Finally, the data indicates that NURF has a key role in Drosophila Spermatogenesis. Testis development in Nurf301δC mutants arrests at the primary spermatocyte stage. Expression of the spermatid differentiation gene fzo is lost in Nurf301δC mutants, and NURF-binding at fzo overlaps accumulation of H3K4me3 and H4K16Ac marks. Taken together these data suggests that interpretation of these histone modifications is required for NURF function at the fzo promoter. It is important to stress though that these results are correlative. Direct causal requirement for NURF recruitment on H3K4me3 and H4K16Ac would need to be confirmed by loss of NURF under conditions in which these marks are ablated. However, this is hampered by availability of suitable genetic backgrounds in which these modifications are completely removed. Unfortunately, Mof the principal H4K16 acetylase is male lethal as it is required for X-chromosome dosage compensation in males. Moreover, Trithorax mutants, which survive to adult stages and have been used to examine fzo transcription, are not null alleles and do not completely remove H3K4me3 deposition (Kwon, 2009).

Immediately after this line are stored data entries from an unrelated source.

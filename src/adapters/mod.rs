//! Adapters — concrete implementations of the hexagonal port traits.
//!
//! | Adapter    | Implements                        | Connects to             |
//! |------------|-----------------------------------|-------------------------|
//! | `display`  | SegmentDisplayPort                | TM1637 driver           |
//! |            | TextDisplayPort                   | LCD1602 driver          |
//! | `mqtt`     | PublishPort + receiver thread     | ESP-IDF MQTT client     |
//! | `bell`     | BellPort                          | HTTP GET endpoint       |
//! | `chime`    | ChimePort                         | Buzzer, detached thread |
//! | `time`     | ClockPort                         | System local time       |
//! | `log_sink` | EventSink                         | Serial log output       |
//! | `wifi`     | (station bring-up)                | ESP-IDF WiFi STA        |
//!
//! The MQTT, bell and WiFi adapters only exist on the ESP-IDF target;
//! host tests substitute mock ports instead.

pub mod chime;
pub mod display;
pub mod log_sink;
pub mod time;

#[cfg(target_os = "espidf")]
pub mod bell;
#[cfg(target_os = "espidf")]
pub mod mqtt;
#[cfg(target_os = "espidf")]
pub mod wifi;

The defects that occur in primary spermatocyte differentiation in Nurf301δC mutants are strikingly similar to those that occur in meiotic arrest mutants. These include the testis-specific TAFs (tTAFs) nht (dTAF4), can (dTAF5), mia (dTAF6), sa (dTAF8) and rye (dTAF12). tTAF binding has been shown to be correlated with H3K4me3 accumulation on fzo, one of the NURF targets identified in this study, and leads to the displacement of the Polycomb repression complex. It is possible that NURF is the link that integrates the H3K4me3 signal to displace Polycomb. However, meiotic arrest phenotypes are also observed in mutants that lack components of the testis-expressed Myb-MuvB/dREAM repressor complex tMAC. tMAC has been suggested to interact with a testis-specific TFIID composed of tTAFs, in turn regulating transcription in primary spermatocytes. Importantly, NURF is a sub-stoichiometric component of the Myb-MuvB/dREAM complex. Data from C. elegans indicates that NURF antagonizes Myb-MuvB/dREAM (Andersen, 2005). This suggests interaction with tMAC may be an alternative route by which NURF regulates transcription in primary spermatocytes. In the future, determining the interactions between NURF, tMAC and tTAFs will help reveal the mechanisms by which these factors regulate transcription in primary spermatocytes (Kwon, 2009).


DEVELOPMENTAL BIOLOGY

Effects of Mutation or Deletion

The nucleosome remodeling factor (NURF) is one of several ISWI-containing protein complexes that catalyze ATP-dependent nucleosome sliding and facilitate transcription of chromatin in vitro. To establish the physiological requirements of NURF, and to distinguish NURF genetically from other ISWI-containing complexes, mutations were isolated in the gene encoding the large NURF subunit, nurf301. NURF is shown to be required for transcription activation in vivo. In animals lacking NURF301, heat-shock transcription factor binding to and transcription of the hsp70 and hsp26 genes are impaired. Additionally, NURF is shown to be required for homeotic gene expression. Consistent with this, nurf301 mutants recapitulate the phenotypes of Enhancer of bithorax, a positive regulator of the Bithorax-Complex previously localized to the same genetic interval. Finally, mutants in NURF subunits exhibit neoplastic transformation of larval blood cells that causes melanotic tumors to form (Badenhorst, 2002).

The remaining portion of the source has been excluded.